I want to get clear steps and softwares on how to restrict internet access in my domain. I learn windows cos that what my organisation use. But I am solaris biased cos I want to move to another company. So both platforms are welcomed.

[metalmunna]

I want to get clear steps and softwares on how to restrict internet access in my domain. I learn windows cos that what my organisation use. But I am solaris biased cos I want to move to another company. So both platforms are welcomed.

hi, your question isn't clear and your all requirements. although there has a so simple way .. if NAT enable on your domain, simply disable that or use a gateway on the domain which has no internet access, only local routing enable ...

[PanyPayomma]

What I might do is ask for a folder or setting folder and post the info by module #. That would make it easy for others to find and use.
MDC

[Pez]

Im not shour what your question is but.

In a Window based envirament with active directory (AD) you use the group policy object (GPO) to setup thise kind of restriction if you want to do it to all computers or a gruop of computer's.
All computers that loged in in the AD are implementing the GPO for that group of computer ther is member of.

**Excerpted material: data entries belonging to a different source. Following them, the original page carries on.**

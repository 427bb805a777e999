//! Delivery accounting for one publish call.

use serde::{Deserialize, Serialize};

use crate::envelope::DomainEvent;

/// Why an event was parked in the dead-letter queue.
///
/// Sent with every DLQ message as the `DlqReason` attribute.
#[derive(Debug, Clone, Copy, PartialEq, Eq, Hash, Serialize, Deserialize)]
#[serde(rename_all = "SCREAMING_SNAKE_CASE")]
pub enum DlqReason {
    /// Failed its schema predicate; never offered to the bus.
    InvalidEvent,
    /// Valid, but the bus refused it or the bus call failed.
    BusFailure,
}

impl DlqReason {
    pub const ATTRIBUTE: &'static str = "DlqReason";

    pub fn as_str(&self) -> &'static str {
        match self {
            Self::InvalidEvent => "INVALID_EVENT",
            Self::BusFailure => "BUS_FAILURE",
        }
    }
}

impl core::fmt::Display for DlqReason {
    fn fmt(&self, f: &mut core::fmt::Formatter<'_>) -> core::fmt::Result {
        f.write_str(self.as_str())
    }
}

/// A step in an event's journey through `ReliablePublisher::publish`.
#[derive(Debug, Clone, Copy, PartialEq, Eq, Serialize, Deserialize)]
#[serde(rename_all = "snake_case")]
pub enum DeliveryOutcome {
    /// Accepted by the bus. Terminal.
    Delivered,
    /// Failed validation; heads to the DLQ.
    RejectedInvalid,
    /// Refused by the bus (member failure or whole-call failure); heads to the DLQ.
    RejectedTransport,
    /// Accepted by the DLQ. Terminal.
    DeadLettered(DlqReason),
    /// The DLQ refused it too. Terminal; the caller owns it now.
    LostAfterDeadLetterFailure(DlqReason),
}

impl DeliveryOutcome {
    pub fn is_terminal(&self) -> bool {
        matches!(
            self,
            Self::Delivered | Self::DeadLettered(_) | Self::LostAfterDeadLetterFailure(_)
        )
    }
}

/// Outcome trail of every input event, in input order.
#[derive(Debug, Clone, Default)]
pub struct PublishReport {
    entries: Vec<(DomainEvent, Vec<DeliveryOutcome>)>,
}

impl PublishReport {
    pub(crate) fn new(events: Vec<DomainEvent>) -> Self {
        Self {
            entries: events.into_iter().map(|e| (e, Vec::new())).collect(),
        }
    }

    pub(crate) fn record(&mut self, index: usize, outcome: DeliveryOutcome) {
        if let Some((_, trail)) = self.entries.get_mut(index) {
            trail.push(outcome);
        }
    }

    pub(crate) fn event(&self, index: usize) -> &DomainEvent {
        &self.entries[index].0
    }

    pub fn len(&self) -> usize {
        self.entries.len()
    }

    pub fn is_empty(&self) -> bool {
        self.entries.is_empty()
    }

    /// Every outcome recorded for the event at input position `index`.
    pub fn trail(&self, index: usize) -> &[DeliveryOutcome] {
        self.entries
            .get(index)
            .map(|(_, trail)| trail.as_slice())
            .unwrap_or(&[])
    }

    /// Last recorded outcome for the event at input position `index`.
    pub fn final_outcome(&self, index: usize) -> Option<DeliveryOutcome> {
        self.trail(index).last().copied()
    }

    pub fn delivered_count(&self) -> usize {
        self.count(|o| matches!(o, DeliveryOutcome::Delivered))
    }

    pub fn dead_lettered_count(&self) -> usize {
        self.count(|o| matches!(o, DeliveryOutcome::DeadLettered(_)))
    }

    pub fn undelivered_count(&self) -> usize {
        self.count(|o| matches!(o, DeliveryOutcome::LostAfterDeadLetterFailure(_)))
    }

    /// Events that have no durable placement.
    pub fn undelivered(&self) -> impl Iterator<Item = &DomainEvent> {
        self.entries
            .iter()
            .filter(|(_, trail)| {
                matches!(trail.last(), Some(DeliveryOutcome::LostAfterDeadLetterFailure(_)))
            })
            .map(|(event, _)| event)
    }

    pub fn into_undelivered(self) -> Vec<DomainEvent> {
        self.entries
            .into_iter()
            .filter(|(_, trail)| {
                matches!(trail.last(), Some(DeliveryOutcome::LostAfterDeadLetterFailure(_)))
            })
            .map(|(event, _)| event)
            .collect()
    }

    fn count(&self, pred: impl Fn(&DeliveryOutcome) -> bool) -> usize {
        self.entries
            .iter()
            .filter(|(_, trail)| trail.last().is_some_and(&pred))
            .count()
    }
}

#[cfg(test)]
mod tests {
    use super::*;
    use serde_json::json;

    #[test]
    fn dlq_reason_wire_values() {
        assert_eq!(DlqReason::InvalidEvent.as_str(), "INVALID_EVENT");
        assert_eq!(
            serde_json::to_value(DlqReason::BusFailure).unwrap(),
            json!("BUS_FAILURE")
        );
    }

    #[test]
    fn report_counts_by_final_outcome() {
        let events = vec![
            DomainEvent::new("a.v1", "/s", json!({})),
            DomainEvent::new("a.v1", "/s", json!({})),
            DomainEvent::new("a.v1", "/s", json!({})),
        ];
        let mut report = PublishReport::new(events);
        report.record(0, DeliveryOutcome::Delivered);
        report.record(1, DeliveryOutcome::RejectedTransport);
        report.record(1, DeliveryOutcome::DeadLettered(DlqReason::BusFailure));
        report.record(2, DeliveryOutcome::RejectedInvalid);
        report.record(2, DeliveryOutcome::LostAfterDeadLetterFailure(DlqReason::InvalidEvent));

        assert_eq!(report.delivered_count(), 1);
        assert_eq!(report.dead_lettered_count(), 1);
        assert_eq!(report.undelivered_count(), 1);
        assert_eq!(report.trail(1).len(), 2);
        assert!(report.final_outcome(2).unwrap().is_terminal());
        assert!(!DeliveryOutcome::RejectedInvalid.is_terminal());
        assert_eq!(report.into_undelivered().len(), 1);
    }
}
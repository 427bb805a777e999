//! Transport capabilities consumed by the publisher (mechanics only).
//!
//! The pipeline core never talks to a concrete cloud client. It is handed two
//! capabilities at construction time:
//!
//! - [`BusTransport`]: the shared event bus (fan-out to downstream consumers)
//! - [`QueueTransport`]: a durable queue, used here as the dead-letter queue
//!
//! ## Partial Batch Failure
//!
//! Both transports accept a batch of up to ten entries per call and may reject
//! individual members while accepting the rest. That outcome is a
//! [`BatchReport`], a discriminated result, so callers cannot forget the
//! partial case:
//!
//! ```text
//! Ok(BatchReport::AllSucceeded)          every member accepted
//! Ok(BatchReport::Partial(failures))     listed members rejected, the rest accepted
//! Err(TransportError)                    the call itself failed; assume nothing was accepted
//! ```
//!
//! ## Thread Safety
//!
//! Implementations must be `Send + Sync`; a single client is shared by every
//! component of an invocation (and usually by every invocation in a process).

use std::collections::BTreeMap;

use async_trait::async_trait;
use thiserror::Error;

/// One entry of a bus `send_batch` call.
#[derive(Debug, Clone, PartialEq, Eq)]
pub struct BusEntry {
    pub source: String,
    pub detail_type: String,
    /// JSON form of the whole event.
    pub detail: String,
}

/// One entry of a queue `send_batch` call.
#[derive(Debug, Clone, PartialEq, Eq)]
pub struct QueueEntry {
    /// Batch-local entry id; failures are reported against it.
    pub id: String,
    pub body: String,
    pub attributes: BTreeMap<String, String>,
}

/// A member of a batch the transport refused.
#[derive(Debug, Clone, PartialEq, Eq)]
pub struct EntryFailure<K> {
    /// Which entry failed: an index for the bus, an entry id for queues.
    pub key: K,
    pub code: Option<String>,
    pub message: Option<String>,
}

impl<K> EntryFailure<K> {
    pub fn new(key: K) -> Self {
        Self {
            key,
            code: None,
            message: None,
        }
    }

    pub fn with_error(mut self, code: impl Into<String>, message: impl Into<String>) -> Self {
        self.code = Some(code.into());
        self.message = Some(message.into());
        self
    }
}

/// Per-member result of a batch call that reached the transport.
#[derive(Debug, Clone, PartialEq, Eq)]
pub enum BatchReport<K> {
    AllSucceeded,
    Partial(Vec<EntryFailure<K>>),
}

impl<K> BatchReport<K> {
    /// Build a report from a (possibly empty) failure list.
    pub fn from_failures(failures: Vec<EntryFailure<K>>) -> Self {
        if failures.is_empty() {
            Self::AllSucceeded
        } else {
            Self::Partial(failures)
        }
    }

    pub fn failures(&self) -> &[EntryFailure<K>] {
        match self {
            Self::AllSucceeded => &[],
            Self::Partial(failures) => failures,
        }
    }

    pub fn failed_count(&self) -> usize {
        self.failures().len()
    }
}

/// A transport call that failed as a whole.
#[derive(Debug, Clone, PartialEq, Eq, Error)]
pub enum TransportError {
    /// Rate limited / too many requests.
    #[error("throttled: {0}")]
    Throttled(String),

    /// Network failure, timeout, or the endpoint is down.
    #[error("transport unavailable: {0}")]
    Unavailable(String),

    /// The request itself was refused (malformed, unauthorized, unknown endpoint).
    #[error("request rejected: {0}")]
    Rejected(String),
}

impl TransportError {
    /// Whether retrying the same call later could succeed.
    pub fn is_transient(&self) -> bool {
        matches!(self, Self::Throttled(_) | Self::Unavailable(_))
    }
}

/// Shared event bus.
#[async_trait]
pub trait BusTransport: Send + Sync {
    /// Put up to ten entries on `event_bus`. Failures are keyed by entry index.
    async fn send_batch(
        &self,
        event_bus: &str,
        entries: &[BusEntry],
    ) -> Result<BatchReport<usize>, TransportError>;
}

/// Durable queue.
#[async_trait]
pub trait QueueTransport: Send + Sync {
    /// Enqueue up to ten entries on `queue_url`. Failures are keyed by entry id.
    async fn send_batch(
        &self,
        queue_url: &str,
        entries: &[QueueEntry],
    ) -> Result<BatchReport<String>, TransportError>;
}

#[cfg(test)]
mod tests {
    use super::*;

    #[test]
    fn empty_failure_list_means_all_succeeded() {
        let report: BatchReport<usize> = BatchReport::from_failures(Vec::new());
        assert_eq!(report, BatchReport::AllSucceeded);
        assert_eq!(report.failed_count(), 0);
    }

    #[test]
    fn partial_report_exposes_failures() {
        let report = BatchReport::from_failures(vec![
            EntryFailure::new(3usize).with_error("ThrottlingException", "slow down"),
        ]);
        assert_eq!(report.failed_count(), 1);
        assert_eq!(report.failures()[0].key, 3);
        assert_eq!(report.failures()[0].code.as_deref(), Some("ThrottlingException"));
    }

    #[test]
    fn only_throttling_and_outages_are_transient() {
        assert!(TransportError::Throttled("429".into()).is_transient());
        assert!(TransportError::Unavailable("timeout".into()).is_transient());
        assert!(!TransportError::Rejected("bad request".into()).is_transient());
    }
}
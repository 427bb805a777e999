//! Tracing/logging initialization.
//!
//! - Filter from `RUST_LOG` (default `info`)
//! - JSON lines by default; `LOG_FORMAT=pretty` for local runs

use tracing_subscriber::EnvFilter;

/// Output format of the fmt subscriber.
#[derive(Debug, Clone, Copy, PartialEq, Eq, Default)]
pub enum LogFormat {
    #[default]
    Json,
    Pretty,
}

impl LogFormat {
    pub const ENV_VAR: &'static str = "LOG_FORMAT";

    /// Parse a `LOG_FORMAT` value; anything unrecognised means JSON.
    pub fn parse(value: Option<&str>) -> Self {
        match value.map(str::trim) {
            Some(v) if v.eq_ignore_ascii_case("pretty") => Self::Pretty,
            _ => Self::Json,
        }
    }

    pub fn from_env() -> Self {
        Self::parse(std::env::var(Self::ENV_VAR).ok().as_deref())
    }
}

/// Initialize tracing/logging for the process, format taken from `LOG_FORMAT`.
///
/// Safe to call multiple times (subsequent calls are no-ops).
pub fn init() {
    init_with(LogFormat::from_env());
}

/// Initialize tracing/logging with an explicit format.
pub fn init_with(format: LogFormat) {
    let filter = EnvFilter::try_from_default_env().unwrap_or_else(|_| EnvFilter::new("info"));

    let _ = match format {
        LogFormat::Json => tracing_subscriber::fmt()
            .with_env_filter(filter)
            .json()
            .with_timer(tracing_subscriber::fmt::time::SystemTime)
            .with_target(false)
            .try_init(),
        LogFormat::Pretty => tracing_subscriber::fmt()
            .with_env_filter(filter)
            .pretty()
            .try_init(),
    };
}
use chrono::{DateTime, Utc};
use serde::{Deserialize, Serialize};
use serde_json::Value as JsonValue;

use courier_core::EventId;

/// Envelope for a domain event, as it travels between stages.
///
/// This is the unit the publisher puts on the bus (or parks in the DLQ).
///
/// Notes:
/// - **Immutable**: `id` is assigned once at construction; there are no setters.
/// - `event_type` discriminates the schema the event must satisfy (one schema per type).
/// - `data` is opaque to the pipeline core.
#[derive(Debug, Clone, PartialEq, Eq, Serialize, Deserialize)]
pub struct DomainEvent {
    id: EventId,

    #[serde(rename = "type")]
    event_type: String,

    source: String,

    time: DateTime<Utc>,

    #[serde(default)]
    data: JsonValue,
}

impl DomainEvent {
    /// Create a new event with a generated id, stamped with the current time.
    pub fn new(event_type: impl Into<String>, source: impl Into<String>, data: JsonValue) -> Self {
        Self::from_parts(EventId::new(), event_type, source, Utc::now(), data)
    }

    /// Rebuild an event from known parts (tests, redrive from a DLQ body).
    pub fn from_parts(
        id: EventId,
        event_type: impl Into<String>,
        source: impl Into<String>,
        time: DateTime<Utc>,
        data: JsonValue,
    ) -> Self {
        Self {
            id,
            event_type: event_type.into(),
            source: source.into(),
            time,
            data,
        }
    }

    pub fn id(&self) -> &EventId {
        &self.id
    }

    pub fn event_type(&self) -> &str {
        &self.event_type
    }

    pub fn source(&self) -> &str {
        &self.source
    }

    pub fn time(&self) -> DateTime<Utc> {
        self.time
    }

    pub fn data(&self) -> &JsonValue {
        &self.data
    }

    pub fn into_data(self) -> JsonValue {
        self.data
    }

    /// Serialize the full envelope to its JSON wire form.
    pub fn to_json(&self) -> Result<String, serde_json::Error> {
        serde_json::to_string(self)
    }
}
//! Reliable event publisher: bus first, dead-letter queue as the fallback.
//!
//! This is the **only** path events take off a stage. Its contract:
//!
//! ```text
//! events ─┬─ valid ───► bus (chunks of ≤10) ─┬─ accepted ──────────────► Delivered
//!         │                                  └─ rejected / call failed ─┐
//!         └─ invalid ──────────────────────────────────────────────────┴─► DLQ ─┬─► DeadLettered
//!                                                                              └─► returned to caller
//! ```
//!
//! ## Guarantees
//!
//! - **Total accounting**: every input event ends in exactly one of: on the bus, in the
//!   DLQ, or in the returned list.
//! - **Validation gate**: an invalid event is never offered to the bus.
//! - **No thrown delivery errors**: delivery problems are data (the returned list), so the
//!   calling stage can decide how to signal redelivery upstream.
//! - **No batch atomicity**: chunks succeed or fail member by member; a whole-call
//!   failure fails every member of that chunk only.
//!
//! ## Load
//!
//! Chunks are sent strictly one after another, on the bus and on the DLQ. During a
//! partial outage this keeps one invocation from hammering a shared transport.
//!
//! A bus-rejected event gets exactly one DLQ attempt. A second failure is terminal
//! and the event is handed back to the caller.

use std::collections::{BTreeMap, HashMap};
use std::sync::Arc;

use thiserror::Error;
use tracing::{debug, error, info, warn};
use uuid::Uuid;

use crate::envelope::DomainEvent;
use crate::outcome::{DeliveryOutcome, DlqReason, PublishReport};
use crate::transport::{BusEntry, BusTransport, QueueEntry, QueueTransport};
use crate::validator::EventValidator;

/// Maximum entries per transport call (bus and queue).
pub const MAX_BATCH_SIZE: usize = 10;

/// Endpoints the publisher writes to.
#[derive(Debug, Clone, PartialEq, Eq)]
pub struct PublisherConfig {
    /// Event bus identifier (name or ARN).
    pub event_bus: String,
    /// Dead-letter queue identifier (URL).
    pub dlq_url: String,
    /// Replaces every event's own `source` on the bus entry when set.
    pub source_override: Option<String>,
}

impl PublisherConfig {
    pub fn new(event_bus: impl Into<String>, dlq_url: impl Into<String>) -> Self {
        Self {
            event_bus: event_bus.into(),
            dlq_url: dlq_url.into(),
            source_override: None,
        }
    }

    pub fn with_source_override(mut self, source: impl Into<String>) -> Self {
        self.source_override = Some(source.into());
        self
    }
}

/// Raised only for programming-time faults, never for delivery problems.
#[derive(Debug, Clone, PartialEq, Eq, Error)]
pub enum PublisherError {
    #[error("publisher configuration error: {0}")]
    Configuration(String),
}

/// Moves event batches onto the bus, parking anything it cannot deliver in the DLQ.
pub struct ReliablePublisher {
    config: PublisherConfig,
    bus: Arc<dyn BusTransport>,
    dlq: Arc<dyn QueueTransport>,
}

impl ReliablePublisher {
    /// Create a publisher. Fails if either endpoint identifier is blank.
    pub fn new(
        config: PublisherConfig,
        bus: Arc<dyn BusTransport>,
        dlq: Arc<dyn QueueTransport>,
    ) -> Result<Self, PublisherError> {
        if config.event_bus.trim().is_empty() {
            return Err(PublisherError::Configuration(
                "event bus identifier is required".into(),
            ));
        }
        if config.dlq_url.trim().is_empty() {
            return Err(PublisherError::Configuration("DLQ url is required".into()));
        }
        Ok(Self { config, bus, dlq })
    }

    pub fn config(&self) -> &PublisherConfig {
        &self.config
    }

    /// Publish `events`; returns the ones with no durable placement anywhere.
    pub async fn publish(
        &self,
        events: Vec<DomainEvent>,
        validator: &dyn EventValidator,
    ) -> Vec<DomainEvent> {
        self.publish_with_report(events, validator)
            .await
            .into_undelivered()
    }

    /// Publish `events` and return the full per-event outcome trail.
    pub async fn publish_with_report(
        &self,
        events: Vec<DomainEvent>,
        validator: &dyn EventValidator,
    ) -> PublishReport {
        if events.is_empty() {
            info!("no events to send");
            return PublishReport::default();
        }

        let mut report = PublishReport::new(events);
        let mut valid = Vec::with_capacity(report.len());
        let mut invalid = Vec::new();

        for index in 0..report.len() {
            match validator.validate(report.event(index)) {
                Ok(()) => valid.push(index),
                Err(err) => {
                    warn!(
                        event_id = %err.event_id,
                        event_type = %err.event_type,
                        validation_error = %err.reason,
                        "event validation failed"
                    );
                    report.record(index, DeliveryOutcome::RejectedInvalid);
                    invalid.push(index);
                }
            }
        }

        info!(
            valid_event_count = valid.len(),
            invalid_event_count = invalid.len(),
            total_event_count = report.len(),
            "event validation completed"
        );

        if !invalid.is_empty() {
            self.send_to_dlq(&mut report, &invalid, DlqReason::InvalidEvent)
                .await;
        }

        if !valid.is_empty() {
            let failed = self.send_to_bus(&mut report, &valid).await;
            if !failed.is_empty() {
                self.send_to_dlq(&mut report, &failed, DlqReason::BusFailure)
                    .await;
            }
        }

        report
    }

    /// Returns the report indices the bus did not accept.
    async fn send_to_bus(&self, report: &mut PublishReport, indices: &[usize]) -> Vec<usize> {
        let mut failed = Vec::new();

        info!(
            event_bus = %self.config.event_bus,
            event_count = indices.len(),
            "sending events to bus"
        );

        for chunk in indices.chunks(MAX_BATCH_SIZE) {
            let mut entries = Vec::with_capacity(chunk.len());
            let mut members = Vec::with_capacity(chunk.len());

            for &index in chunk {
                let event = report.event(index);
                match event.to_json() {
                    Ok(detail) => {
                        entries.push(BusEntry {
                            source: self
                                .config
                                .source_override
                                .clone()
                                .unwrap_or_else(|| event.source().to_string()),
                            detail_type: event.event_type().to_string(),
                            detail,
                        });
                        members.push(index);
                    }
                    Err(err) => {
                        warn!(event_id = %event.id(), error = %err, "event could not be serialized for bus");
                        report.record(index, DeliveryOutcome::RejectedTransport);
                        failed.push(index);
                    }
                }
            }

            if entries.is_empty() {
                continue;
            }

            debug!(
                event_bus = %self.config.event_bus,
                batch_size = entries.len(),
                "sending batch to bus"
            );

            match self.bus.send_batch(&self.config.event_bus, &entries).await {
                Ok(batch) => {
                    let mut rejected = vec![false; members.len()];
                    for failure in batch.failures() {
                        match rejected.get_mut(failure.key) {
                            Some(slot) => {
                                *slot = true;
                                warn!(
                                    error_code = ?failure.code,
                                    error_message = ?failure.message,
                                    event_id = %report.event(members[failure.key]).id(),
                                    "event failed to send to bus"
                                );
                            }
                            None => {
                                warn!(index = failure.key, "bus reported a failure for an unknown entry");
                            }
                        }
                    }

                    let failed_entry_count = rejected.iter().filter(|r| **r).count();
                    info!(
                        batch_size = members.len(),
                        failed_entry_count,
                        successful_count = members.len() - failed_entry_count,
                        "bus batch sent"
                    );

                    for (pos, &index) in members.iter().enumerate() {
                        if rejected[pos] {
                            report.record(index, DeliveryOutcome::RejectedTransport);
                            failed.push(index);
                        } else {
                            report.record(index, DeliveryOutcome::Delivered);
                        }
                    }
                }
                Err(err) => {
                    warn!(error = %err, batch_size = members.len(), "bus send error");
                    for &index in &members {
                        report.record(index, DeliveryOutcome::RejectedTransport);
                        failed.push(index);
                    }
                }
            }
        }

        failed
    }

    /// One DLQ attempt per event; anything refused becomes terminally lost.
    async fn send_to_dlq(&self, report: &mut PublishReport, indices: &[usize], reason: DlqReason) {
        let mut lost = 0usize;

        warn!(
            dlq_url = %self.config.dlq_url,
            event_count = indices.len(),
            reason = %reason,
            "sending failed events to DLQ"
        );

        for chunk in indices.chunks(MAX_BATCH_SIZE) {
            let mut entries = Vec::with_capacity(chunk.len());
            let mut by_entry_id: HashMap<String, usize> = HashMap::with_capacity(chunk.len());

            for &index in chunk {
                let event = report.event(index);
                match event.to_json() {
                    Ok(body) => {
                        let id = Uuid::now_v7().to_string();
                        entries.push(QueueEntry {
                            id: id.clone(),
                            body,
                            attributes: BTreeMap::from([(
                                DlqReason::ATTRIBUTE.to_string(),
                                reason.as_str().to_string(),
                            )]),
                        });
                        by_entry_id.insert(id, index);
                    }
                    Err(err) => {
                        warn!(event_id = %event.id(), error = %err, "event could not be serialized for DLQ");
                        report.record(index, DeliveryOutcome::LostAfterDeadLetterFailure(reason));
                        lost += 1;
                    }
                }
            }

            if entries.is_empty() {
                continue;
            }

            match self.dlq.send_batch(&self.config.dlq_url, &entries).await {
                Ok(batch) => {
                    for failure in batch.failures() {
                        if let Some(index) = by_entry_id.remove(&failure.key) {
                            warn!(
                                error_code = ?failure.code,
                                error_message = ?failure.message,
                                event_id = %report.event(index).id(),
                                "event failed to send to DLQ"
                            );
                            report.record(index, DeliveryOutcome::LostAfterDeadLetterFailure(reason));
                            lost += 1;
                        }
                    }
                    for entry in &entries {
                        if let Some(index) = by_entry_id.remove(&entry.id) {
                            report.record(index, DeliveryOutcome::DeadLettered(reason));
                        }
                    }
                }
                Err(err) => {
                    warn!(
                        error = %err,
                        dlq_url = %self.config.dlq_url,
                        batch_size = entries.len(),
                        "DLQ send error"
                    );
                    for entry in &entries {
                        if let Some(index) = by_entry_id.remove(&entry.id) {
                            report.record(index, DeliveryOutcome::LostAfterDeadLetterFailure(reason));
                            lost += 1;
                        }
                    }
                }
            }
        }

        if lost > 0 {
            error!(
                failed_event_count = lost,
                dlq_url = %self.config.dlq_url,
                "failed to send events to DLQ"
            );
        }
    }
}

impl core::fmt::Debug for ReliablePublisher {
    fn fmt(&self, f: &mut core::fmt::Formatter<'_>) -> core::fmt::Result {
        f.debug_struct("ReliablePublisher")
            .field("config", &self.config)
            .finish_non_exhaustive()
    }
}
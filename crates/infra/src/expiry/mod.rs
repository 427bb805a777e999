//! Deferred expiry: a write-sharded date index plus the poller that drains it.
//!
//! ## Design
//!
//! - Records are keyed by resource and indexed by `YYYY-MM-DD#<shard>`
//! - Writers pick a shard per record; readers query all `N` shards of a date
//! - The poller deletes due records in batches, retrying unprocessed keys
//! - Anything not deleted is simply found again by the next run
//!
//! ## Components
//!
//! - `ShardedExpiryIndex`: insert / query / delete over an `IndexedStore`
//! - `ExpiryBatchProcessor`: scheduled sweep with bounded concurrency
//! - `ExpiryNotifier`: optional follow-on events for deleted records
//! - `InMemoryIndexedStore`: scripted store for tests/dev

pub mod error;
pub mod index;
pub mod processor;
pub mod record;
pub mod store;
pub mod sweep;

pub use error::{ExpiryError, StoreError};
pub use index::{RandomShardPicker, ShardPicker, ShardedExpiryIndex};
pub use processor::{
    ExpiryBatchProcessor, ExpiryNotifier, ExpiryProcessorConfig, ExpiryStats, KeyState,
    MAX_DELETE_BATCH_SIZE,
};
pub use record::{ExpiryRecord, ShardKey};
pub use store::{DeleteReport, DeleteScript, InMemoryIndexedStore, IndexedStore};
pub use sweep::{ExpirySweep, SweepOverride};
//! Infrastructure layer: retries, the expiry store, config, external services.

pub mod config;
pub mod expiry;
pub mod external;
pub mod retry;

#[cfg(test)]
mod integration_tests;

You can also set up the same kind of restriction per user base in the AD so you can also do it that way if it is more convinient.

Her is som useful thread for GPO and IE (ther is more and less same rocidure for IE7, IE8 and IE9 the only is that you need to import the object in the AD for those you dont have in the new features):
Group Policy and Internet Explorer 8
http://technet.microsoft.com/en-us/library/cc985351.aspx

Group Policy Settings Reference for Windows Internet Explorer 8
http://www.microsoft.com/download/en/details.aspx?displaylang=en&id=3648

configuring the GP on IE settings
http://social.technet.microsoft.com/Forums/en-US/winserverGP/thread/20f48a0c-1677-4ea4-b8df-c9d5420bce71

How to Setup Group Policy to Restrict Internet Access
http://msmvps.brinkster.net/Internet/restrictie11.htm

I hope this is helping you.

[smoothie]

The other option that you may wish to consider is to force all internet traffic to go via a centralised open-source proxy (e.g. SQUID).

This way you can align Internet usage with your company policy.

With SQUID, you can also authenticate & authorize access against AD.